One thing to savour from Red Riding, though, is the huge ensemble cast, which has people coming and going at the snap of the fingers but consistency can be found in all of them. I thought that both Andrew Garfield and Rebecca Hall delivered the best performances of the series, even though the were only used for the one film (Garfield did appear in flashbacks throughout the others, though). Their characters were definitely the most effective, and both played out of their comfort zones to produce little masterpieces of performances. Recurring actors like Sean Bean, David Morrisey, Paddy Considine, any of the people playing the corrupt police officers and especially Peter Mullan (this guy is really creeping me out in anything he's in) all do spectacular jobs, with differing levels of evil underlying their performances. But the one that impressed me the most was from young up-and-coming actor Robert Sheehan playing male prostitute BJ, who is by far the most memorable character of the series even without a huge amount of screen-time. He's about as close as you could get to finding somebody without any sort of evil hiding beneath them. Because everyone in this set of films has evil around them, and it is almost impossible to believe that innocence could ever exist in their world. That is first and foremost the reason why Red Riding is something really special, and a trilogy which I personally wish was more recognised under the shadow of the much more popular Millenium trilogy.

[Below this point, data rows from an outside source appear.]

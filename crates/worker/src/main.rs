//! cairn worker binary.

use anyhow::{Context, Result};
use cairn_core::config::AppConfig;
use cairn_worker::{GatewayClientFactory, ServiceWorker, WorkerState};
use clap::Parser;
use figment::Figment;
use figment::providers::{Env, Format, Toml};
use std::net::SocketAddr;
use std::sync::Arc;
use tracing_subscriber::{layer::SubscriberExt, util::SubscriberInitExt};

/// cairn - content-addressed retrieval worker
#[derive(Parser, Debug)]
#[command(name = "cairnd")]
#[command(version, about, long_about = None)]
struct Args {
    /// Path to configuration file
    #[arg(short, long, env = "CAIRN_CONFIG", default_value = "config/worker.toml")]
    config: String,

    /// Construct the network client at startup instead of on first use
    #[arg(long)]
    eager: bool,
}

#[tokio::main]
async fn main() -> Result<()> {
    let args = Args::parse();

    tracing_subscriber::registry()
        .with(
            tracing_subscriber::EnvFilter::try_from_default_env()
                .unwrap_or_else(|_| "info,tower_http=info".into()),
        )
        .with(tracing_subscriber::fmt::layer())
        .init();

    tracing::info!("cairn v{}", env!("CARGO_PKG_VERSION"));

    // The file is optional; defaults cover a local setup
    let mut figment = Figment::new();
    if std::path::Path::new(&args.config).exists() {
        tracing::info!(config_path = %args.config, "Loading configuration from file");
        figment = figment.merge(Toml::file(&args.config));
    } else {
        tracing::info!("No config file found at {}, using defaults", args.config);
    }

    let config: AppConfig = figment
        .merge(Env::prefixed("CAIRN_").split("__"))
        .extract()
        .context("failed to load configuration")?;
    config
        .validate()
        .map_err(anyhow::Error::msg)
        .context("invalid configuration")?;

    let factory = Arc::new(GatewayClientFactory::new(config.network.clone()));
    let addr: SocketAddr = config.server.bind.parse().context("invalid bind address")?;
    let worker = ServiceWorker::new(WorkerState::new(config, factory));

    if args.eager {
        let handle = worker.state().handle.clone();
        tokio::spawn(async move {
            if let Err(e) = handle.acquire().await {
                tracing::warn!(error = %e, "Eager client construction failed, will retry on demand");
            }
        });
    }

    let app = worker.router();

    tracing::info!("Listening on {}", addr);

    let listener = tokio::net::TcpListener::bind(addr)
        .await
        .with_context(|| format!("failed to bind to {}", addr))?;
    axum::serve(listener, app).await?;

    Ok(())
}
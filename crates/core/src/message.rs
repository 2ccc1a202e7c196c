//! Message protocol between pages and the worker.
//!
//! Requests travel as `{type, id, payload}` envelopes. Responses echo the
//! request id with a `<TYPE>_RESPONSE` type. Progress is broadcast out of band
//! as `SW_PROGRESS_UPDATE` and never answers a request.

use crate::cid::Cid;
use crate::entry::DirectoryEntry;
use crate::progress::ProgressEvent;
use serde::{Deserialize, Serialize};
use serde_json::Value;
use uuid::Uuid;

/// Correlation id carried by every request and its response.
pub type MessageId = Uuid;

/// Suffix appended to a request type to form its response type.
pub const RESPONSE_SUFFIX: &str = "_RESPONSE";

/// Type tag of out-of-band progress broadcasts.
pub const PROGRESS_UPDATE_TYPE: &str = "SW_PROGRESS_UPDATE";

/// A request from a page to the worker.
#[derive(Clone, Debug, PartialEq, Eq)]
pub enum Request {
    /// List the immediate children of `cid`, then walk its subdirectories in
    /// the background.
    ShallowRetrieval { cid: Cid },
    /// Group files into content/metadata pairs.
    ExtractPairs { files: Vec<DirectoryEntry> },
    /// Take control of every connected page. No response is sent.
    ClaimClients,
}

#[derive(Serialize, Deserialize)]
struct ShallowRetrievalPayload {
    cid: Cid,
}

#[derive(Serialize, Deserialize)]
struct ExtractPairsPayload {
    files: Vec<DirectoryEntry>,
}

impl Request {
    pub const SHALLOW_RETRIEVAL: &'static str = "SHALLOW_RETRIEVAL";
    pub const EXTRACT_PAIRS: &'static str = "EXTRACT_PAIRS";
    pub const CLAIM_CLIENTS: &'static str = "CLAIM_CLIENTS";

    /// Wire type tag of this request.
    pub fn kind(&self) -> &'static str {
        match self {
            Self::ShallowRetrieval { .. } => Self::SHALLOW_RETRIEVAL,
            Self::ExtractPairs { .. } => Self::EXTRACT_PAIRS,
            Self::ClaimClients => Self::CLAIM_CLIENTS,
        }
    }

    /// Whether the worker answers this request.
    pub fn expects_response(&self) -> bool {
        !matches!(self, Self::ClaimClients)
    }

    /// Rebuild a request from its wire type tag and payload.
    pub fn from_parts(kind: &str, payload: Value) -> crate::Result<Self> {
        match kind {
            Self::SHALLOW_RETRIEVAL => {
                let payload: ShallowRetrievalPayload = serde_json::from_value(payload)
                    .map_err(|e| crate::Error::MalformedRequest(format!("{kind}: {e}")))?;
                Ok(Self::ShallowRetrieval { cid: payload.cid })
            }
            Self::EXTRACT_PAIRS => {
                let payload: ExtractPairsPayload = serde_json::from_value(payload)
                    .map_err(|e| crate::Error::MalformedRequest(format!("{kind}: {e}")))?;
                Ok(Self::ExtractPairs {
                    files: payload.files,
                })
            }
            Self::CLAIM_CLIENTS => Ok(Self::ClaimClients),
            other => Err(crate::Error::UnknownMessageType(other.to_string())),
        }
    }

    fn payload(&self) -> crate::Result<Value> {
        let value = match self {
            Self::ShallowRetrieval { cid } => {
                serde_json::to_value(ShallowRetrievalPayload { cid: cid.clone() })?
            }
            Self::ExtractPairs { files } => serde_json::to_value(ExtractPairsPayload {
                files: files.clone(),
            })?,
            Self::ClaimClients => Value::Null,
        };
        Ok(value)
    }
}

/// Untyped envelope as it appears on the wire.
///
/// The worker decodes this first so that an unknown `type` can still be
/// answered with a failure response carrying the caller's id.
#[derive(Clone, Debug, Serialize, Deserialize)]
pub struct RawEnvelope {
    #[serde(rename = "type")]
    pub kind: String,
    pub id: MessageId,
    #[serde(default)]
    pub payload: Value,
}

/// A validated request envelope.
#[derive(Clone, Debug, PartialEq, Eq)]
pub struct Envelope {
    pub id: MessageId,
    pub request: Request,
}

impl Envelope {
    /// Wrap a request with a fresh correlation id.
    pub fn new(request: Request) -> Self {
        Self {
            id: Uuid::new_v4(),
            request,
        }
    }

    /// Convert to the wire representation.
    pub fn to_raw(&self) -> crate::Result<RawEnvelope> {
        Ok(RawEnvelope {
            kind: self.request.kind().to_string(),
            id: self.id,
            payload: self.request.payload()?,
        })
    }

    pub fn to_json(&self) -> crate::Result<String> {
        Ok(serde_json::to_string(&self.to_raw()?)?)
    }
}

impl TryFrom<RawEnvelope> for Envelope {
    type Error = crate::Error;

    fn try_from(raw: RawEnvelope) -> crate::Result<Self> {
        Ok(Self {
            id: raw.id,
            request: Request::from_parts(&raw.kind, raw.payload)?,
        })
    }
}

/// Reply to a request, successful or not.
#[derive(Clone, Debug, PartialEq, Serialize, Deserialize)]
pub struct Response {
    /// `<TYPE>_RESPONSE`.
    #[serde(rename = "type")]
    pub kind: String,
    pub id: MessageId,
    pub success: bool,
    #[serde(default, skip_serializing_if = "Option::is_none")]
    pub data: Option<Value>,
    #[serde(default, skip_serializing_if = "Option::is_none")]
    pub error: Option<String>,
}

impl Response {
    pub fn success(request_type: &str, id: MessageId, data: Value) -> Self {
        Self {
            kind: format!("{request_type}{RESPONSE_SUFFIX}"),
            id,
            success: true,
            data: Some(data),
            error: None,
        }
    }

    pub fn failure(request_type: &str, id: MessageId, error: impl Into<String>) -> Self {
        Self {
            kind: format!("{request_type}{RESPONSE_SUFFIX}"),
            id,
            success: false,
            data: None,
            error: Some(error.into()),
        }
    }

    /// The request type this response answers.
    pub fn request_type(&self) -> &str {
        self.kind
            .strip_suffix(RESPONSE_SUFFIX)
            .unwrap_or(&self.kind)
    }

    /// Collapse into the data payload or the error message.
    pub fn into_result(self) -> Result<Value, String> {
        if self.success {
            Ok(self.data.unwrap_or(Value::Null))
        } else {
            Err(self
                .error
                .unwrap_or_else(|| "unknown worker error".to_string()))
        }
    }
}

#[derive(Clone, Copy, Debug, PartialEq, Eq, Serialize, Deserialize)]
enum BroadcastKind {
    #[serde(rename = "SW_PROGRESS_UPDATE")]
    ProgressUpdate,
}

/// Out-of-band progress broadcast.
#[derive(Clone, Debug, PartialEq, Eq, Serialize, Deserialize)]
pub struct ProgressUpdate {
    #[serde(rename = "type")]
    kind: BroadcastKind,
    pub data: ProgressEvent,
}

impl ProgressUpdate {
    pub fn new(data: ProgressEvent) -> Self {
        Self {
            kind: BroadcastKind::ProgressUpdate,
            data,
        }
    }
}

/// Any message the worker sends to a page.
#[derive(Clone, Debug, PartialEq, Serialize, Deserialize)]
#[serde(untagged)]
pub enum WorkerMessage {
    Progress(ProgressUpdate),
    Response(Response),
}

impl WorkerMessage {
    pub fn progress(event: ProgressEvent) -> Self {
        Self::Progress(ProgressUpdate::new(event))
    }
}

Whoever said that 'the devil is in the details' was definitely hoping for it to be used as an understatement for Red Riding.

What I got (for the whole trilogy):


  1. It's definitely one of my favorite trilogies of the last 10 years and I've put in my list of the best films of the 2000s (which is still going on). I don't have a favorite of the three as I see it as one entire piece. Definitely needs to be seen by more people.

    1. It definitely does need to be seen by more people!

  2. Terrific review. I myself have not seen this series, but with a cast of Sean bean, Andrew Garfield, Robert Sheehan and David Morrisey, I am looking to give this a go, especially after your review. Great job

  3. Terrific review, I was wondering about seeing this one for a long time, I think now I have to :)

  4. Wow, I had no idea this trilogy existed, and I love movies made for TV or miniseries! What an amazing cast- I have to get it now! Robert Sheenan is great, I first saw him in Misfits,an UK tv series (btw, you should check that out, it's so good and funny) and I fell in love with him immediately! Thank you Stevee for this great recommendation!

    1. I've always been curious about Misfits - I shall put that in my pile of shows I must watch! I hope you like it :)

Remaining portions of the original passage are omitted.